# [WORK ORDER]
Read the lines of the data below and retrieve those with "Contact".

>>>

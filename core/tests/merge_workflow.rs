use gostruct_core::{
    extract_struct, merge_struct_in_source, merge_structs, FieldDef, FormatOptions, MergePlan,
    PreservationSet, StructDef,
};
use pretty_assertions::assert_eq;

const MODELS: &str = r#"package models

import "time"

// User is an account holder.
type User struct {
	// Database identifier.
	ID        int       `json:"id"` // Primary key
	Name      string    `json:"name"`
	Age       int       `json:"age,omitempty"`
	CreatedAt time.Time `json:"created_at"`
}

type Order struct {
	Items []string
}
"#;

fn preserve(names: &[&str]) -> PreservationSet {
    names.iter().map(|n| n.to_string()).collect()
}

#[test]
fn test_extraction_preserves_declaration_order() {
    let user = extract_struct(MODELS, "User").unwrap();
    assert_eq!(
        user.fields,
        vec![
            FieldDef::new("ID", "int")
                .with_tag(r#"json:"id""#)
                .with_comment("Primary key"),
            FieldDef::new("Name", "string").with_tag(r#"json:"name""#),
            FieldDef::new("Age", "int").with_tag(r#"json:"age,omitempty""#),
            FieldDef::new("CreatedAt", "time.Time").with_tag(r#"json:"created_at""#),
        ]
    );
}

#[test]
fn test_plan_driven_merge_rewrites_file() {
    let plan = MergePlan::from_yaml(
        r#"
fields:
  - name: ID
    type: int64
  - name: Name
    type: string
    tag: 'json:"full_name"'
  - name: Email
    type: string
    comment: Contact address
  - name: CreatedAt
    type: time.Time
preserve: [Age]
"#,
    )
    .unwrap();
    let desired = plan.desired("User");

    let outcome =
        merge_struct_in_source(MODELS, "User", &desired, Some(&plan.preservation_set())).unwrap();

    let expected = r#"package models

import "time"

// User is an account holder.
type User struct {
	// Database identifier.
	ID        int64     `json:"id"` // Primary key
	Name      string    `json:"full_name"`
	Email     string    // Contact address
	CreatedAt time.Time `json:"created_at"`
	Age       int       `json:"age,omitempty"`
}

type Order struct {
	Items []string
}
"#;
    assert_eq!(outcome.source, expected);

    let reparsed = extract_struct(&outcome.source, "User").unwrap();
    assert_eq!(reparsed, outcome.merged);
}

#[test]
fn test_preview_matches_serialized_model() {
    let current = extract_struct(MODELS, "Order").unwrap();
    let desired = StructDef::new(
        "Order",
        vec![
            FieldDef::new("Items", "[]string"),
            FieldDef::new("Scores", "map[string][]int").with_comment("per item"),
        ],
    );
    let merged = merge_structs(&current, &desired, None);

    let body = merged.format(FormatOptions {
        no_prefix_type: true,
        no_prefix_name: true,
    });
    assert_eq!(
        body,
        "struct {\n\tItems []string\n\tScores map[string][]int // per item\n}"
    );
}

#[test]
fn test_merge_is_idempotent_against_same_current() {
    let current = extract_struct(MODELS, "User").unwrap();
    let desired = StructDef::new(
        "User",
        vec![FieldDef::new("ID", "int64"), FieldDef::new("Email", "string")],
    );
    let p = preserve(&["Age", "Name"]);

    let once = merge_structs(&current, &desired, Some(&p));
    let twice = merge_structs(&current, &once, Some(&p));
    assert_eq!(twice, once);
    assert_eq!(once.field_names(), vec!["ID", "Email", "Name", "Age"]);
}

<<<

# [RESPONSE TO THE TASK]
    comment: Contact address
	Email     string    // Contact address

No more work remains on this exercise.